EO City Council to submit CY 2016 budget to state

EAST ORANGE, NJ — With the conclusion of the final installment of public budget meetings on Wednesday, April 27, 3rd Ward Councilwoman and Council Budget Committee Chairwoman Quilla Talmadge could barely conceal her pleasure that the process was moving right along.

“The hearings went good,” said Talmadge on Tuesday, May 17. “After the hearings, we sent the revised budget back to the administration and we met with them to see if there was anything more that we could do. We brought the tax rate down a couple of points, working with the administration.”

East Orange City Council held the final installment of their public budget hearings on the $138,194,520 Calendar Year 2016 City Budget on Monday, April 18, only nine days after Mayor Lester Taylor introduced it.

Talmadge said the next step in getting the budget approved is to send it to Trenton for review by the state Division of Local Government Services. If approved, the revised budget will then be sent back to East Orange for final submission to the council, which will then vote to approve it.

“They’re in the process of sending it down to Trenton and, hopefully, we’ll adopt it by May 31,” Talmadge said. “We’re looking to call a special meeting on May 31 for adoption. I think we were able to work together to get the projected tax increase down from 1.9 percent to 1.4 percent. But we have to wait to hear back from Trenton to see if it gets approved. But it looks good.”

City Council Chairman Ted Green, who represents the 3rd Ward with Talmadge, could not be reached for comment about the budget hearings by press time this week, but had already made similar comments last month.

“The council’s goal is no tax increase,” said Green on Tuesday, April 19, at the start of the budget hearings. “We are very involved with reviewing how the different departments are spending money. We’re trying to cut costs and expenses, wherever we can, because our goal is to have a zero-percent tax increase.”

Green said recent issues with the East Orange Water Commission, including the emergency temporary rate increase last year, proved the biggest challenges but he vowed the council would work hand-in-hand with the EOWC and Water Department.

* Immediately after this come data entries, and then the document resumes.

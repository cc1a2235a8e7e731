//! Download orchestration.
//!
//! - **Submission**: hands accepted links to the torrent daemon, one at a
//!   time in document order.
//! - **Sweep**: keeps link status in step with the daemon and triggers the
//!   transfer of completed catalog downloads.
//! - **Runner**: runs the sweep and the library sync on a schedule.

mod config;
mod runner;
mod submission;
mod sweep;
mod types;

pub use config::{DownloadsConfig, JobsConfig, PathMapping};
pub use runner::JobRunner;
pub use submission::SubmissionOrchestrator;
pub use sweep::{find_videos, map_torrent_status, TorrentSweeper};
pub use types::{JobRunnerStatus, OrchestratorError, SubmissionReport, SweepReport};
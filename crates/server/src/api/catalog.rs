//! Catalog API handlers.

use std::sync::Arc;

use axum::{
    extract::{Path, Query, State},
    http::StatusCode,
    Json,
};
use magpie_core::{CatalogEntry, CatalogStatus, NewCatalogEntry, StoreError};
use serde::{Deserialize, Serialize};

use super::handlers::{api_error, ApiError};
use crate::state::AppState;

// ============================================================================
// Request/Response types
// ============================================================================

#[derive(Debug, Deserialize)]
pub struct CatalogQueryParams {
    #[serde(default)]
    pub status: Option<CatalogStatus>,
}

#[derive(Debug, Serialize)]
pub struct CatalogListResponse {
    pub entries: Vec<CatalogEntry>,
    pub total: usize,
}

#[derive(Debug, Deserialize)]
pub struct CreateCatalogEntryRequest {
    pub code: String,
    #[serde(default)]
    pub title: Option<String>,
    /// Defaults to `subscribed`.
    #[serde(default)]
    pub status: Option<CatalogStatus>,
}

// ============================================================================
// Handlers
// ============================================================================

/// GET /api/v1/catalog
///
/// List catalog entries, optionally filtered by status.
pub async fn list_catalog(
    State(state): State<Arc<AppState>>,
    Query(params): Query<CatalogQueryParams>,
) -> Result<Json<CatalogListResponse>, ApiError> {
    let entries = state
        .store()
        .list_catalog_entries()
        .map_err(|e| api_error(StatusCode::INTERNAL_SERVER_ERROR, e.to_string()))?;

    let entries: Vec<CatalogEntry> = match params.status {
        Some(status) => entries.into_iter().filter(|e| e.status == status).collect(),
        None => entries,
    };
    let total = entries.len();
    Ok(Json(CatalogListResponse { entries, total }))
}

/// POST /api/v1/catalog
///
/// Subscribe to a catalog code.
pub async fn create_entry(
    State(state): State<Arc<AppState>>,
    Json(request): Json<CreateCatalogEntryRequest>,
) -> Result<(StatusCode, Json<CatalogEntry>), ApiError> {
    let code = request.code.trim().to_string();
    if code.is_empty() {
        return Err(api_error(StatusCode::BAD_REQUEST, "code must not be empty"));
    }

    let title = request
        .title
        .filter(|t| !t.trim().is_empty())
        .unwrap_or_else(|| code.clone());

    match state.store().create_catalog_entry(NewCatalogEntry {
        code,
        title,
        status: request.status.unwrap_or(CatalogStatus::Subscribed),
    }) {
        Ok(entry) => Ok((StatusCode::CREATED, Json(entry))),
        Err(StoreError::AlreadyExists(code)) => Err(api_error(
            StatusCode::CONFLICT,
            format!("Catalog entry already exists: {}", code),
        )),
        Err(e) => Err(api_error(StatusCode::INTERNAL_SERVER_ERROR, e.to_string())),
    }
}

/// GET /api/v1/catalog/{id}
pub async fn get_entry(
    State(state): State<Arc<AppState>>,
    Path(id): Path<String>,
) -> Result<Json<CatalogEntry>, ApiError> {
    match state.store().get_catalog_entry(&id) {
        Ok(Some(entry)) => Ok(Json(entry)),
        Ok(None) => Err(api_error(
            StatusCode::NOT_FOUND,
            format!("Catalog entry not found: {}", id),
        )),
        Err(e) => Err(api_error(StatusCode::INTERNAL_SERVER_ERROR, e.to_string())),
    }
}
mod loader;
mod types;
mod validate;

pub use loader::{load_config, load_config_from_str};
pub use types::*;
pub use validate::validate_config;

use thiserror::Error;

#[derive(Debug, Error)]
pub enum ConfigError {
    #[error("Configuration file not found: {0}")]
    FileNotFound(String),

    #[error("Failed to parse configuration: {0}")]
    ParseError(String),

    #[error("Configuration validation failed: {0}")]
    ValidationError(String),
}
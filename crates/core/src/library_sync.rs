//! Catalog-to-library reconciliation.
//!
//! [`match_library`] is a pure two-pass matcher: first by catalog code, then by
//! title containment over whatever is left. [`LibraryReconciler`] refreshes the
//! snapshot, runs the matcher and writes the outcome back to the catalog.

use std::collections::{HashMap, HashSet};
use std::sync::Arc;

use chrono::Utc;
use serde::Serialize;
use thiserror::Error;
use tracing::{debug, info};

use crate::catalog_code::{squash, CodePattern};
use crate::media_server::{LibraryItem, LibrarySnapshot, MediaServer, MediaServerError};
use crate::metrics;
use crate::store::{CatalogEntry, CatalogEntryPatch, CatalogStatus, RecordStore, StoreError};

#[derive(Debug, Error)]
pub enum LibrarySyncError {
    #[error("media server error: {0}")]
    MediaServer(#[from] MediaServerError),

    #[error("store error: {0}")]
    Store(#[from] StoreError),
}

/// Which pass produced a match.
#[derive(Debug, Clone, Copy, PartialEq, Eq, Serialize)]
#[serde(rename_all = "snake_case")]
pub enum MatchPass {
    Code,
    Title,
}

impl MatchPass {
    fn as_str(&self) -> &'static str {
        match self {
            MatchPass::Code => "code",
            MatchPass::Title => "title",
        }
    }
}

/// A catalog entry found in the library.
#[derive(Debug, Clone, PartialEq, Eq)]
pub struct LibraryMatch {
    pub item_id: String,
    pub pass: MatchPass,
}

/// Match catalog entries against library items.
///
/// Returns catalog entry id → match. Every entry and every item is used at
/// most once.
pub fn match_library(
    entries: &[CatalogEntry],
    items: &[LibraryItem],
) -> HashMap<String, LibraryMatch> {
    let mut matches = HashMap::new();
    let mut used_items = HashSet::new();

    if let Some(pattern) = CodePattern::new(entries.iter().map(|e| e.code.as_str())) {
        // squashed code -> entry indices
        let mut by_code: HashMap<String, Vec<usize>> = HashMap::new();
        for (idx, entry) in entries.iter().enumerate() {
            by_code.entry(squash(&entry.code)).or_default().push(idx);
        }

        'items: for (item_idx, item) in items.iter().enumerate() {
            for name in item.names() {
                for found in pattern.find_iter(name) {
                    let Some(candidates) = by_code.get(&squash(found)) else {
                        continue;
                    };
                    let free = candidates
                        .iter()
                        .find(|&&idx| !matches.contains_key(&entries[idx].id));
                    if let Some(&idx) = free {
                        matches.insert(
                            entries[idx].id.clone(),
                            LibraryMatch {
                                item_id: item.id.clone(),
                                pass: MatchPass::Code,
                            },
                        );
                        used_items.insert(item_idx);
                        continue 'items;
                    }
                }
            }
        }
    }

    let lowered: Vec<String> = items.iter().map(|i| i.name.to_lowercase()).collect();
    for entry in entries {
        if matches.contains_key(&entry.id) {
            continue;
        }
        let title = entry.title.trim().to_lowercase();
        if title.is_empty() {
            continue;
        }

        let hit = lowered.iter().enumerate().find(|(idx, name)| {
            !used_items.contains(idx)
                && !name.is_empty()
                && (name.contains(&title) || title.contains(name.as_str()))
        });
        if let Some((idx, _)) = hit {
            used_items.insert(idx);
            matches.insert(
                entry.id.clone(),
                LibraryMatch {
                    item_id: items[idx].id.clone(),
                    pass: MatchPass::Title,
                },
            );
        }
    }

    matches
}

/// Outcome of one reconciliation run.
#[derive(Debug, Clone, Default, Serialize)]
pub struct LibrarySyncReport {
    pub items: usize,
    pub code_matches: usize,
    pub title_matches: usize,
    /// Entries newly marked `added`.
    pub added: usize,
    /// Entries that lost `added` because the library no longer has them.
    pub reset: usize,
}

/// Periodically marks catalog entries that are already in the library.
pub struct LibraryReconciler {
    store: Arc<dyn RecordStore>,
    server: Arc<dyn MediaServer>,
    snapshot: Arc<LibrarySnapshot>,
}

impl LibraryReconciler {
    pub fn new(
        store: Arc<dyn RecordStore>,
        server: Arc<dyn MediaServer>,
        snapshot: Arc<LibrarySnapshot>,
    ) -> Self {
        Self {
            store,
            server,
            snapshot,
        }
    }

    /// Refresh the snapshot and rewrite catalog `added` state from it.
    pub async fn run(&self) -> Result<LibrarySyncReport, LibrarySyncError> {
        let item_count = self.snapshot.refresh(self.server.as_ref()).await?;
        let view = self.snapshot.read().await;

        let entries = self.store.list_catalog_entries()?;
        let matches = match_library(&entries, &view.items);

        let mut report = LibrarySyncReport {
            items: item_count,
            ..Default::default()
        };

        for entry in &entries {
            match matches.get(&entry.id) {
                Some(found) => {
                    metrics::LIBRARY_MATCHES
                        .with_label_values(&[found.pass.as_str()])
                        .inc();
                    match found.pass {
                        MatchPass::Code => report.code_matches += 1,
                        MatchPass::Title => report.title_matches += 1,
                    }

                    let unchanged = entry.status == CatalogStatus::Added
                        && entry.library_ref.as_deref() == Some(found.item_id.as_str());
                    if unchanged {
                        continue;
                    }

                    debug!(code = %entry.code, item_id = %found.item_id, "Catalog entry found in library");
                    self.store.update_catalog_entry(
                        &entry.id,
                        CatalogEntryPatch {
                            status: Some(CatalogStatus::Added),
                            library_ref: Some(Some(found.item_id.clone())),
                            added_at: entry.added_at.is_none().then(Utc::now),
                        },
                    )?;
                    report.added += 1;
                }
                None if entry.status == CatalogStatus::Added => {
                    debug!(code = %entry.code, "Catalog entry no longer in library");
                    self.store.update_catalog_entry(
                        &entry.id,
                        CatalogEntryPatch {
                            status: Some(CatalogStatus::Uncheck),
                            library_ref: Some(None),
                            added_at: None,
                        },
                    )?;
                    report.reset += 1;
                }
                None => {}
            }
        }

        info!(
            items = report.items,
            code_matches = report.code_matches,
            title_matches = report.title_matches,
            added = report.added,
            reset = report.reset,
            "Library reconciliation finished"
        );
        Ok(report)
    }
}
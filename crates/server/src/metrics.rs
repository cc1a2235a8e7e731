//! Prometheus metrics for the HTTP server.
//!
//! HTTP request metrics live here; pipeline metrics come from
//! `magpie_core::metrics` and are registered into the same registry.

use once_cell::sync::Lazy;
use prometheus::{
    self, Encoder, HistogramOpts, HistogramVec, IntCounterVec, IntGauge, IntGaugeVec, Opts,
    Registry, TextEncoder,
};

/// Global metrics registry.
pub static REGISTRY: Lazy<Registry> = Lazy::new(|| {
    let registry = Registry::new();
    register_metrics(&registry);
    registry
});

// =============================================================================
// HTTP Request Metrics
// =============================================================================

/// HTTP request duration in seconds.
pub static HTTP_REQUEST_DURATION: Lazy<HistogramVec> = Lazy::new(|| {
    HistogramVec::new(
        HistogramOpts::new(
            "magpie_http_request_duration_seconds",
            "HTTP request duration in seconds",
        )
        .buckets(vec![
            0.001, 0.005, 0.01, 0.025, 0.05, 0.1, 0.25, 0.5, 1.0, 2.5, 5.0, 10.0,
        ]),
        &["method", "path", "status"],
    )
    .unwrap()
});

/// HTTP requests total count.
pub static HTTP_REQUESTS_TOTAL: Lazy<IntCounterVec> = Lazy::new(|| {
    IntCounterVec::new(
        Opts::new("magpie_http_requests_total", "Total HTTP requests"),
        &["method", "path", "status"],
    )
    .unwrap()
});

/// HTTP requests currently in flight.
pub static HTTP_REQUESTS_IN_FLIGHT: Lazy<IntGauge> = Lazy::new(|| {
    IntGauge::new(
        "magpie_http_requests_in_flight",
        "Number of HTTP requests currently being processed",
    )
    .unwrap()
});

// =============================================================================
// State gauges (collected on scrape)
// =============================================================================

/// Whether the background jobs are running (1) or not (0).
pub static JOBS_RUNNING: Lazy<IntGauge> = Lazy::new(|| {
    IntGauge::new("magpie_jobs_running", "Whether the background jobs are running").unwrap()
});

/// Catalog entries by status.
pub static CATALOG_ENTRIES: Lazy<IntGaugeVec> = Lazy::new(|| {
    IntGaugeVec::new(
        Opts::new("magpie_catalog_entries", "Catalog entries by status"),
        &["status"],
    )
    .unwrap()
});

/// Items in the cached library snapshot.
pub static LIBRARY_ITEMS: Lazy<IntGauge> = Lazy::new(|| {
    IntGauge::new("magpie_library_items", "Items in the cached library snapshot").unwrap()
});

// =============================================================================
// Registration
// =============================================================================

fn register_metrics(registry: &Registry) {
    // HTTP
    registry
        .register(Box::new(HTTP_REQUEST_DURATION.clone()))
        .unwrap();
    registry
        .register(Box::new(HTTP_REQUESTS_TOTAL.clone()))
        .unwrap();
    registry
        .register(Box::new(HTTP_REQUESTS_IN_FLIGHT.clone()))
        .unwrap();

    // State
    registry.register(Box::new(JOBS_RUNNING.clone())).unwrap();
    registry
        .register(Box::new(CATALOG_ENTRIES.clone()))
        .unwrap();
    registry.register(Box::new(LIBRARY_ITEMS.clone())).unwrap();

    // Core metrics (gate, submission, sweep, transfer, library sync, jobs)
    for metric in magpie_core::metrics::all_metrics() {
        registry.register(metric).unwrap();
    }
}

/// Encode all metrics as Prometheus text format.
pub fn encode_metrics() -> String {
    let encoder = TextEncoder::new();
    let metric_families = REGISTRY.gather();
    let mut buffer = Vec::new();
    encoder.encode(&metric_families, &mut buffer).unwrap();
    String::from_utf8(buffer).unwrap()
}

/// Refresh the state gauges from the current application state.
pub async fn collect_dynamic_metrics(state: &crate::state::AppState) {
    let status = state.runner().status().await;
    JOBS_RUNNING.set(if status.running { 1 } else { 0 });

    if let Ok(entries) = state.store().list_catalog_entries() {
        CATALOG_ENTRIES.reset();
        for entry in &entries {
            CATALOG_ENTRIES
                .with_label_values(&[entry.status.as_str()])
                .inc();
        }
    }

    LIBRARY_ITEMS.set(state.snapshot().read().await.items.len() as i64);
}

static UUID_SEGMENT: Lazy<regex_lite::Regex> = Lazy::new(|| {
    regex_lite::Regex::new(
        r"[0-9a-fA-F]{8}-[0-9a-fA-F]{4}-[0-9a-fA-F]{4}-[0-9a-fA-F]{4}-[0-9a-fA-F]{12}",
    )
    .unwrap()
});
static NUMERIC_SEGMENT: Lazy<regex_lite::Regex> =
    Lazy::new(|| regex_lite::Regex::new(r"/\d+(/|$)").unwrap());

/// Normalize a path for metric labels (replace IDs with placeholders).
pub fn normalize_path(path: &str) -> String {
    let result = UUID_SEGMENT.replace_all(path, "{id}");
    let result = NUMERIC_SEGMENT.replace_all(&result, "/{id}$1");
    result.to_string()
}
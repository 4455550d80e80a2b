use std::future::Future;
use std::io;
use std::sync::{Arc, Mutex};

use tokio::task::JoinHandle;
use tracing::{debug, error};

use crate::error::SocketError;
use crate::handler::{AcceptHandler, EventHandler};
use crate::lifecycle::{lock, Lifecycle};

/// A bound listening socket that yields connected streams.
pub trait Listener: Send + Sync + 'static {
    type Stream: Send + 'static;

    fn accept_stream(&self) -> impl Future<Output = io::Result<Self::Stream>> + Send;
}

/// Owns a listening socket and runs its accept loop.
///
/// The acceptor only admits connections: every accepted stream goes to
/// [`AcceptHandler::on_accept`], which decides how to run it.
pub struct Acceptor<H: ?Sized, A> {
    inner: Arc<Inner<H>>,
    local_addr: A,
    task: Mutex<Option<JoinHandle<()>>>,
}

struct Inner<H: ?Sized> {
    lifecycle: Lifecycle,
    handler: Arc<H>,
}

impl<H: ?Sized, A> Acceptor<H, A> {
    /// Opens the acceptor, fires `on_start` and spawns the accept loop.
    pub(crate) fn spawn<L>(listener: L, local_addr: A, handler: Arc<H>) -> Self
    where
        L: Listener,
        H: AcceptHandler<L::Stream>,
    {
        let inner = Arc::new(Inner {
            lifecycle: Lifecycle::new(),
            handler,
        });
        inner.lifecycle.open();
        inner.handler.on_start();

        let task = tokio::spawn(accept_loop(listener, inner.clone()));

        Self {
            inner,
            local_addr,
            task: Mutex::new(Some(task)),
        }
    }

    pub fn local_addr(&self) -> &A {
        &self.local_addr
    }

    pub fn is_closed(&self) -> bool {
        self.inner.lifecycle.is_closed()
    }

    /// Waits for the accept loop to exit.
    pub async fn join(&self) {
        let task = lock(&self.task).take();
        if let Some(task) = task {
            let _ = task.await;
        }
    }
}

impl<H: EventHandler + ?Sized, A> Acceptor<H, A> {
    /// Stops accepting and releases the listening socket. Idempotent.
    pub fn close(&self) {
        self.inner.close();
    }
}

impl<H: EventHandler + ?Sized> Inner<H> {
    fn close(&self) {
        if self.lifecycle.close() {
            debug!("acceptor closed");
            self.handler.on_close();
        }
    }
}

async fn accept_loop<L, H>(listener: L, inner: Arc<Inner<H>>)
where
    L: Listener,
    H: AcceptHandler<L::Stream> + ?Sized,
{
    loop {
        let accepted = tokio::select! {
            biased;
            _ = inner.lifecycle.closed() => break,
            accepted = listener.accept_stream() => accepted,
        };

        match accepted {
            Ok(stream) => {
                if !inner.lifecycle.deliver(|| inner.handler.on_accept(stream)) {
                    break;
                }
            }
            Err(err) => {
                error!("accept failed: {}", err);
                if !inner.lifecycle.is_closed() {
                    inner.handler.on_exception(&SocketError::from(err));
                }
                inner.close();
                break;
            }
        }
    }

    debug!("accept loop exited");
}
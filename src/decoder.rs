use std::io::Cursor;

use bytes::{Buf, BytesMut};
use tracing::trace;

use crate::frame::{Error, Frame, Needed};

/// Incremental RESP decoder for one byte stream.
///
/// Bytes handed to [`feed`](RespDecoder::feed) are copied into a buffer the decoder owns, so
/// the caller may reuse its read buffer right away. [`decode`](RespDecoder::decode) parses one
/// top-level value from the front of that buffer:
///
/// - on success only the consumed bytes are dropped; anything after them belongs to the
///   next value and stays buffered,
/// - on `Error::Incomplete` nothing is dropped and [`needed`](RespDecoder::needed) holds the
///   shortfall; feed more bytes and call `decode` again, it re-parses the pending value from
///   its first byte,
/// - any other error means the stream can no longer be framed and must be abandoned.
///
/// Not thread-safe; keep one decoder per connection.
#[derive(Debug)]
pub struct RespDecoder {
    buffer: BytesMut,
    needed: Option<Needed>,
    max_frame_size: usize,
}

impl RespDecoder {
    pub fn new(max_frame_size: usize) -> Self {
        Self {
            buffer: BytesMut::with_capacity(4096),
            needed: None,
            max_frame_size,
        }
    }

    /// Appends newly received bytes.
    pub fn feed(&mut self, data: &[u8]) {
        if let Some(Needed::Exact(n)) = self.needed {
            let room = self.max_frame_size.saturating_sub(self.buffer.len());
            self.buffer.reserve(n.min(room).max(data.len()));
        }
        self.buffer.extend_from_slice(data);
    }

    /// Decodes the next value from the buffered bytes.
    pub fn decode(&mut self) -> Result<Frame, Error> {
        let mut cursor = Cursor::new(&self.buffer[..]);

        match Frame::parse(&mut cursor) {
            Ok(frame) => {
                let consumed = cursor.position() as usize;
                self.buffer.advance(consumed);
                self.needed = None;
                Ok(frame)
            }
            Err(Error::Incomplete(needed)) => {
                if exceeds_limit(self.buffer.len(), needed, self.max_frame_size) {
                    return Err(Error::Malformed("frame size exceeds limit"));
                }
                trace!("incomplete frame, {}", needed);
                self.needed = Some(needed);
                Err(Error::Incomplete(needed))
            }
            Err(err) => Err(err),
        }
    }

    /// Shortfall reported by the last incomplete `decode`, cleared by a successful one.
    pub fn needed(&self) -> Option<Needed> {
        self.needed
    }

    /// Number of bytes buffered and not yet decoded.
    pub fn buffered(&self) -> usize {
        self.buffer.len()
    }

    /// Call once the underlying stream has ended. Leftover bytes mean the peer went away in
    /// the middle of a value.
    pub fn finish(&self) -> Result<(), Error> {
        if self.buffer.is_empty() {
            Ok(())
        } else {
            Err(Error::UnexpectedEof)
        }
    }
}

/// Whether a pending value, once complete, would be larger than `max_frame_size`. A declared
/// bulk length counts in full as soon as its header has been parsed.
pub(crate) fn exceeds_limit(buffered: usize, needed: Needed, max_frame_size: usize) -> bool {
    let pending = match needed {
        Needed::Exact(n) => buffered.saturating_add(n),
        Needed::Unknown => buffered,
    };
    pending > max_frame_size
}

#[cfg(test)]
mod tests {
    use bytes::Bytes;
    use rand::rngs::StdRng;
    use rand::{Rng, SeedableRng};

    use super::*;

    fn decoder() -> RespDecoder {
        RespDecoder::new(512 * 1024 * 1024)
    }

    #[test]
    fn decode_byte_at_a_time() {
        let message = b"*2\r\n*3\r\n:1\r\n:2\r\n:3\r\n*2\r\n+Foo\r\n$6\r\nfoobar\r\n";
        let expected = Frame::Array(vec![
            Frame::Array(vec![
                Frame::Integer(1),
                Frame::Integer(2),
                Frame::Integer(3),
            ]),
            Frame::Array(vec![
                Frame::Simple("Foo".to_string()),
                Frame::Bulk(Bytes::from("foobar")),
            ]),
        ]);

        let mut whole = decoder();
        whole.feed(message);
        assert_eq!(whole.decode().unwrap(), expected);

        let mut bytewise = decoder();
        let (last, prefix) = message.split_last().unwrap();
        for byte in prefix {
            bytewise.feed(&[*byte]);
            assert!(bytewise.decode().unwrap_err().is_incomplete());
        }
        bytewise.feed(&[*last]);
        assert_eq!(bytewise.decode().unwrap(), expected);
        assert_eq!(bytewise.buffered(), 0);
    }

    #[test]
    fn decode_random_fragments() {
        let message = b"*3\r\n$3\r\nSET\r\n$5\r\nmykey\r\n$7\r\nmyvalue\r\n";
        let expected = Frame::Array(vec![
            Frame::Bulk(Bytes::from("SET")),
            Frame::Bulk(Bytes::from("mykey")),
            Frame::Bulk(Bytes::from("myvalue")),
        ]);
        let mut rng = StdRng::seed_from_u64(7);

        for _ in 0..100 {
            let mut decoder = decoder();
            let mut rest = &message[..];
            let mut decoded = None;

            while !rest.is_empty() {
                let n = rng.gen_range(1..=rest.len());
                let (chunk, tail) = rest.split_at(n);
                rest = tail;
                decoder.feed(chunk);

                match decoder.decode() {
                    Ok(frame) => decoded = Some(frame),
                    Err(err) => assert!(err.is_incomplete(), "unexpected error: {}", err),
                }
            }

            assert_eq!(decoded, Some(expected.clone()));
        }
    }

    #[test]
    fn decode_reports_exact_bulk_shortfall() {
        let mut decoder = decoder();
        decoder.feed(b"$11\r\nhel");

        let err = decoder.decode().unwrap_err();

        assert!(matches!(err, Error::Incomplete(Needed::Exact(10))));
        assert_eq!(decoder.needed(), Some(Needed::Exact(10)));
        assert_eq!(decoder.buffered(), 8);

        decoder.feed(b"lo worl");
        assert!(matches!(
            decoder.decode(),
            Err(Error::Incomplete(Needed::Exact(3)))
        ));

        decoder.feed(b"d\r\n");
        assert_eq!(decoder.decode().unwrap(), Frame::Bulk(Bytes::from("hello world")));
        assert_eq!(decoder.needed(), None);
    }

    #[test]
    fn decode_reports_unknown_shortfall_for_lines() {
        let mut decoder = decoder();
        decoder.feed(b"+PON");

        assert!(matches!(
            decoder.decode(),
            Err(Error::Incomplete(Needed::Unknown))
        ));
    }

    #[test]
    fn decode_null_bulk_string_consumes_only_the_header() {
        let mut decoder = decoder();
        decoder.feed(b"$-1\r\n:5\r\n");

        assert_eq!(decoder.decode().unwrap(), Frame::Null);
        assert_eq!(decoder.buffered(), 4);
        assert_eq!(decoder.decode().unwrap(), Frame::Integer(5));
    }

    #[test]
    fn decode_keeps_trailing_bytes_for_the_next_value() {
        let mut decoder = decoder();
        decoder.feed(b"*2\r\n$3\r\nfoo\r\n$3\r\nbar\r\n+OK\r\n$5\r\nhel");

        assert_eq!(
            decoder.decode().unwrap(),
            Frame::Array(vec![
                Frame::Bulk(Bytes::from("foo")),
                Frame::Bulk(Bytes::from("bar")),
            ])
        );
        assert_eq!(decoder.decode().unwrap(), Frame::Simple("OK".to_string()));
        assert!(decoder.decode().unwrap_err().is_incomplete());

        decoder.feed(b"lo\r\n");
        assert_eq!(decoder.decode().unwrap(), Frame::Bulk(Bytes::from("hello")));
    }

    #[test]
    fn decode_does_not_alias_the_callers_buffer() {
        let mut decoder = decoder();
        let mut read_buf = *b"$5\r\nhel";

        decoder.feed(&read_buf);
        assert!(decoder.decode().unwrap_err().is_incomplete());

        // The caller reuses its buffer for the next read.
        read_buf.copy_from_slice(b"lo\r\nXXX");
        decoder.feed(&read_buf[..4]);

        assert_eq!(decoder.decode().unwrap(), Frame::Bulk(Bytes::from("hello")));
    }

    #[test]
    fn decode_malformed_is_not_incomplete() {
        let mut decoder = decoder();
        decoder.feed(b"*1\r\n$x\r\n");

        let err = decoder.decode().unwrap_err();

        assert!(!err.is_incomplete());
        assert!(matches!(err, Error::Malformed(_)));
    }

    #[test]
    fn decode_rejects_oversized_frames() {
        let mut decoder = RespDecoder::new(16);
        decoder.feed(b"$100\r\n0123456789abcdef");

        assert!(matches!(
            decoder.decode(),
            Err(Error::Malformed("frame size exceeds limit"))
        ));
    }

    #[test]
    fn decode_rejects_huge_declared_bulk_length() {
        let mut decoder = decoder();
        decoder.feed(b"$99999999999999\r\n");

        assert!(matches!(
            decoder.decode(),
            Err(Error::Malformed("frame size exceeds limit"))
        ));
    }

    #[test]
    fn decode_accepts_a_bulk_string_filling_the_limit() {
        let mut decoder = RespDecoder::new(12);
        decoder.feed(b"$5\r\nhel");
        assert!(decoder.decode().unwrap_err().is_incomplete());

        decoder.feed(b"lo\r\n");

        assert_eq!(decoder.decode().unwrap(), Frame::Bulk(Bytes::from("hello")));
    }

    #[test]
    fn finish_with_leftover_bytes_is_unexpected_eof() {
        let mut decoder = decoder();
        decoder.feed(b"*2\r\n:1\r\n");
        assert!(decoder.decode().unwrap_err().is_incomplete());

        assert!(matches!(decoder.finish(), Err(Error::UnexpectedEof)));
    }

    #[test]
    fn finish_on_a_frame_boundary_is_clean() {
        let mut decoder = decoder();
        decoder.feed(b":1\r\n");
        decoder.decode().unwrap();

        assert!(decoder.finish().is_ok());
    }
}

“We know that, last year, we went through a small crisis with the emergency temporary rate increase,” said Green. “This year, we’re trying to make sure our residents, businesses and building owners don’t get hit like that again. All of our taxpayers need relief from high water rates. Our goal is to be fair across the board, when it comes to the CY 2016 budget and the council’s budget review process through the budget hearings.”

The mayor introduced the budget at the March 28 council meeting; it is his third city budget since he was sworn into office in January 2014.

Taylor’s first city budget, in Calendar Year 2014, produced a one-time 4.25-percent tax increase that the City Council eventually reduced to 3 percent. His second budget, in Calendar Year 2015, contained a 3.5-percent “tax rate increase for the average household assessed at $175,000” that “equates to an increase in annual taxes of $212.70, or $53.18 every quarter.”

In 2016, Taylor’s third budget contained a 1.9-percent tax increase when introduced to City Council. Since then, Talmadge said council did their due diligence and managed to reduce that increase to 1.5 percent.

Taylor could not be reached for comment about the conclusion of council’s budget hearings or the revised Calendar Year 2016 city budget by press time this week; however, the mayor has gone on the record as stating that his overall plan to stabilize and improve the city’s finance and fiscal management is going smoothly. He said gradually reducing taxes across a three- year period was part of his master plan to repair East Orange’s finances and get the city’s fiscal house in order.

“After two years of developing and implementing creative and innovative solutions to address years of fiscal mismanagement, there is no doubt that we are getting closer to our end goal: the stabilization of taxes that the residents of East Orange deserve,” said Taylor on Monday, March 28. “In order to continue our progress, we ask for the cooperation and continued support from the members of City Council, all of our hardworking employees and all of the residents and stakeholders of our great city.”